Written by Osinacha Chukwujama and Zander Matheson

Data enrichment is the process of adding to or enhancing data to make it more suitable or useful for a specific purpose. Often in the field of analytics this will aid in providing more useful insights and in machine learning this may refer to enhancing the data to get a more accurate model. Data enrichment is most often the result of joining additional data from a 3rd party api or another data source. For example the data could be enriched using an internal database to look up customer data based on the user ID, or another example would be adding some information from clearbit or similar to build a more detailed picture of the customer based on their email.

In this tutorial, you’ll learn how to use Bytewax and Apache Kafka to enrich data. In the following sections, you’ll learn how to write a Bytewax dataflow that will ingest a stream of IP addresses from a Kafka topic, enrich the data by querying the most likely geolocation of those IP addresses and then stream these to a different Kafka topic.
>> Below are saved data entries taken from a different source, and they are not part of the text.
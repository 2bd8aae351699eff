//! # Engine Configuration
//!
//! Configuration management for the ORtrack engine.
//!
//! ## Configuration Sources
//! ```text
//! ┌─────────────────────────────────────────────────────────────────────────┐
//! │                    Configuration Priority                               │
//! │                                                                         │
//! │  1. Environment Variables (highest priority)                           │
//! │     ORTRACK_DB_PATH=/var/lib/ortrack/ortrack.db                        │
//! │     ORTRACK_WRITE_RETRIES=5                                            │
//! │                                                                         │
//! │  2. TOML Config File                                                   │
//! │     ~/.config/ortrack/engine.toml (Linux)                              │
//! │     ~/Library/Application Support/com.ortrack.engine/engine.toml       │
//! │                                                                         │
//! │  3. Default Values (lowest priority)                                   │
//! └─────────────────────────────────────────────────────────────────────────┘
//! ```
//!
//! ## Configuration File Format
//! ```toml
//! # engine.toml
//! [database]
//! path = "/var/lib/ortrack/ortrack.db"
//! max_connections = 5
//!
//! [events]
//! max_write_retries = 10
//! initial_backoff_ms = 5
//! max_backoff_ms = 250
//! max_batch_size = 500
//!
//! [scan]
//! keyboard_wedge_name = "Keyboard Wedge"
//! ```

use serde::{Deserialize, Serialize};
use std::path::PathBuf;
use std::time::Duration;
use thiserror::Error;
use tracing::{debug, info, warn};

use ortrack_db::DbConfig;

/// Configuration loading and validation failures.
#[derive(Debug, Error)]
pub enum ConfigError {
    #[error("Failed to read config file: {0}")]
    Io(#[from] std::io::Error),

    #[error("Failed to parse config file: {0}")]
    Parse(#[from] toml::de::Error),

    #[error("Failed to serialize config: {0}")]
    Serialize(#[from] toml::ser::Error),

    #[error("Invalid configuration: {0}")]
    Invalid(String),

    #[error("Could not determine a platform directory for {0}")]
    NoPlatformDir(&'static str),
}

// =============================================================================
// Database Settings
// =============================================================================

/// Where the store lives and how many connections it may use.
#[derive(Debug, Clone, Serialize, Deserialize)]
pub struct DatabaseSettings {
    /// SQLite file. Defaults to the platform data directory.
    #[serde(default)]
    pub path: Option<PathBuf>,

    #[serde(default = "default_max_connections")]
    pub max_connections: u32,
}

fn default_max_connections() -> u32 {
    5
}

impl Default for DatabaseSettings {
    fn default() -> Self {
        DatabaseSettings {
            path: None,
            max_connections: default_max_connections(),
        }
    }
}

// =============================================================================
// Event Settings
// =============================================================================

/// Event write behavior.
#[derive(Debug, Clone, Serialize, Deserialize)]
pub struct EventSettings {
    /// Retries after a lost optimistic-concurrency race before giving up
    /// with a Conflict. 0 disables retrying.
    #[serde(default = "default_max_write_retries")]
    pub max_write_retries: u32,

    /// Backoff before the first retry. Doubles per attempt.
    #[serde(default = "default_initial_backoff_ms")]
    pub initial_backoff_ms: u64,

    /// Cap on the backoff between two attempts.
    #[serde(default = "default_max_backoff_ms")]
    pub max_backoff_ms: u64,

    /// Largest accepted bulk batch.
    #[serde(default = "default_max_batch_size")]
    pub max_batch_size: usize,
}

fn default_max_write_retries() -> u32 {
    10
}

fn default_initial_backoff_ms() -> u64 {
    5
}

fn default_max_backoff_ms() -> u64 {
    250
}

fn default_max_batch_size() -> usize {
    500
}

impl Default for EventSettings {
    fn default() -> Self {
        EventSettings {
            max_write_retries: default_max_write_retries(),
            initial_backoff_ms: default_initial_backoff_ms(),
            max_backoff_ms: default_max_backoff_ms(),
            max_batch_size: default_max_batch_size(),
        }
    }
}

impl EventSettings {
    /// Upper bound of the wait before retry number `attempt` (1-based):
    /// `initial_backoff_ms * 2^(attempt-1)`, capped at `max_backoff_ms`.
    pub fn backoff_ceiling(&self, attempt: u32) -> Duration {
        let factor = 1u64 << attempt.saturating_sub(1).min(20);
        let ms = self
            .initial_backoff_ms
            .saturating_mul(factor)
            .min(self.max_backoff_ms);
        Duration::from_millis(ms)
    }
}

// =============================================================================
// Scan Settings
// =============================================================================

#[derive(Debug, Clone, Serialize, Deserialize)]
pub struct ScanSettings {
    /// Name given to a facility's keyboard-wedge device when it is created.
    #[serde(default = "default_keyboard_wedge_name")]
    pub keyboard_wedge_name: String,
}

fn default_keyboard_wedge_name() -> String {
    "Keyboard Wedge".to_string()
}

impl Default for ScanSettings {
    fn default() -> Self {
        ScanSettings {
            keyboard_wedge_name: default_keyboard_wedge_name(),
        }
    }
}

// =============================================================================
// Main Engine Configuration
// =============================================================================

/// Complete engine configuration.
#[derive(Debug, Clone, Default, Serialize, Deserialize)]
pub struct EngineConfig {
    #[serde(default)]
    pub database: DatabaseSettings,

    #[serde(default)]
    pub events: EventSettings,

    #[serde(default)]
    pub scan: ScanSettings,
}

impl EngineConfig {
    /// Loads configuration from file, environment, and defaults.
    ///
    /// ## Load Order (later overrides earlier)
    /// 1. Default values
    /// 2. Config file (engine.toml)
    /// 3. Environment variables
    pub fn load(config_path: Option<PathBuf>) -> Result<Self, ConfigError> {
        let mut config = Self::default();

        if let Some(path) = config_path.or_else(Self::default_config_path) {
            if path.exists() {
                info!(?path, "Loading engine config from file");
                let contents = std::fs::read_to_string(&path)?;
                config = toml::from_str(&contents)?;
            } else {
                debug!(?path, "Config file not found, using defaults");
            }
        }

        config.apply_overrides(|key| std::env::var(key).ok());
        config.validate()?;

        Ok(config)
    }

    /// Loads config or returns default if load fails.
    pub fn load_or_default(config_path: Option<PathBuf>) -> Self {
        Self::load(config_path).unwrap_or_else(|e| {
            warn!("Failed to load engine config: {}. Using defaults.", e);
            Self::default()
        })
    }

    /// Saves configuration to file.
    pub fn save(&self, config_path: Option<PathBuf>) -> Result<(), ConfigError> {
        let path = config_path
            .or_else(Self::default_config_path)
            .ok_or(ConfigError::NoPlatformDir("config"))?;

        if let Some(parent) = path.parent() {
            std::fs::create_dir_all(parent)?;
        }

        let contents = toml::to_string_pretty(self)?;
        std::fs::write(&path, contents)?;

        info!(?path, "Engine config saved");
        Ok(())
    }

    /// Validates the configuration.
    pub fn validate(&self) -> Result<(), ConfigError> {
        if self.database.max_connections == 0 {
            return Err(ConfigError::Invalid(
                "database.max_connections must be greater than 0".into(),
            ));
        }

        if self.events.max_batch_size == 0 {
            return Err(ConfigError::Invalid(
                "events.max_batch_size must be greater than 0".into(),
            ));
        }

        if self.events.initial_backoff_ms > self.events.max_backoff_ms {
            return Err(ConfigError::Invalid(
                "events.initial_backoff_ms must not exceed events.max_backoff_ms".into(),
            ));
        }

        if self.scan.keyboard_wedge_name.trim().is_empty() {
            return Err(ConfigError::Invalid(
                "scan.keyboard_wedge_name must not be empty".into(),
            ));
        }

        Ok(())
    }

    /// Applies `ORTRACK_*` overrides read through `lookup`.
    ///
    /// Unparseable numbers are ignored with a warning.
    fn apply_overrides<F>(&mut self, lookup: F)
    where
        F: Fn(&str) -> Option<String>,
    {
        if let Some(path) = lookup("ORTRACK_DB_PATH") {
            debug!(path = %path, "Overriding database path from environment");
            self.database.path = Some(PathBuf::from(path));
        }

        if let Some(value) = lookup("ORTRACK_MAX_CONNECTIONS") {
            match value.parse::<u32>() {
                Ok(n) => self.database.max_connections = n,
                Err(_) => warn!(value = %value, "Ignoring invalid ORTRACK_MAX_CONNECTIONS"),
            }
        }

        if let Some(value) = lookup("ORTRACK_WRITE_RETRIES") {
            match value.parse::<u32>() {
                Ok(n) => self.events.max_write_retries = n,
                Err(_) => warn!(value = %value, "Ignoring invalid ORTRACK_WRITE_RETRIES"),
            }
        }

        if let Some(value) = lookup("ORTRACK_INITIAL_BACKOFF_MS") {
            match value.parse::<u64>() {
                Ok(n) => self.events.initial_backoff_ms = n,
                Err(_) => warn!(value = %value, "Ignoring invalid ORTRACK_INITIAL_BACKOFF_MS"),
            }
        }

        if let Some(value) = lookup("ORTRACK_MAX_BACKOFF_MS") {
            match value.parse::<u64>() {
                Ok(n) => self.events.max_backoff_ms = n,
                Err(_) => warn!(value = %value, "Ignoring invalid ORTRACK_MAX_BACKOFF_MS"),
            }
        }

        if let Some(value) = lookup("ORTRACK_MAX_BATCH_SIZE") {
            match value.parse::<usize>() {
                Ok(n) => self.events.max_batch_size = n,
                Err(_) => warn!(value = %value, "Ignoring invalid ORTRACK_MAX_BATCH_SIZE"),
            }
        }
    }

    /// Returns the default config file path.
    pub fn default_config_path() -> Option<PathBuf> {
        directories::ProjectDirs::from("com", "ortrack", "engine")
            .map(|dirs| dirs.config_dir().join("engine.toml"))
    }

    /// The configured database path, or `ortrack.db` in the platform data
    /// directory (created if missing).
    pub fn database_path(&self) -> Result<PathBuf, ConfigError> {
        if let Some(path) = &self.database.path {
            return Ok(path.clone());
        }

        let dirs = directories::ProjectDirs::from("com", "ortrack", "engine")
            .ok_or(ConfigError::NoPlatformDir("data"))?;
        let data_dir = dirs.data_dir();
        std::fs::create_dir_all(data_dir)?;

        Ok(data_dir.join("ortrack.db"))
    }

    /// Store settings for [`ortrack_db::Database::new`].
    pub fn db_config(&self) -> Result<DbConfig, ConfigError> {
        Ok(DbConfig::new(self.database_path()?).max_connections(self.database.max_connections))
    }
}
Implementing Real-Time Data Enrichment with Python

The steps below outline the process of taking IP address data and enriching it with geolocation for further downstream analysis. In this tutorial, you’ll set up two Apache Kafka topics, one for input and one for output. The input topic will contain raw IP addresses, and the output topic will contain location information provided by the IP addresses from the input topic.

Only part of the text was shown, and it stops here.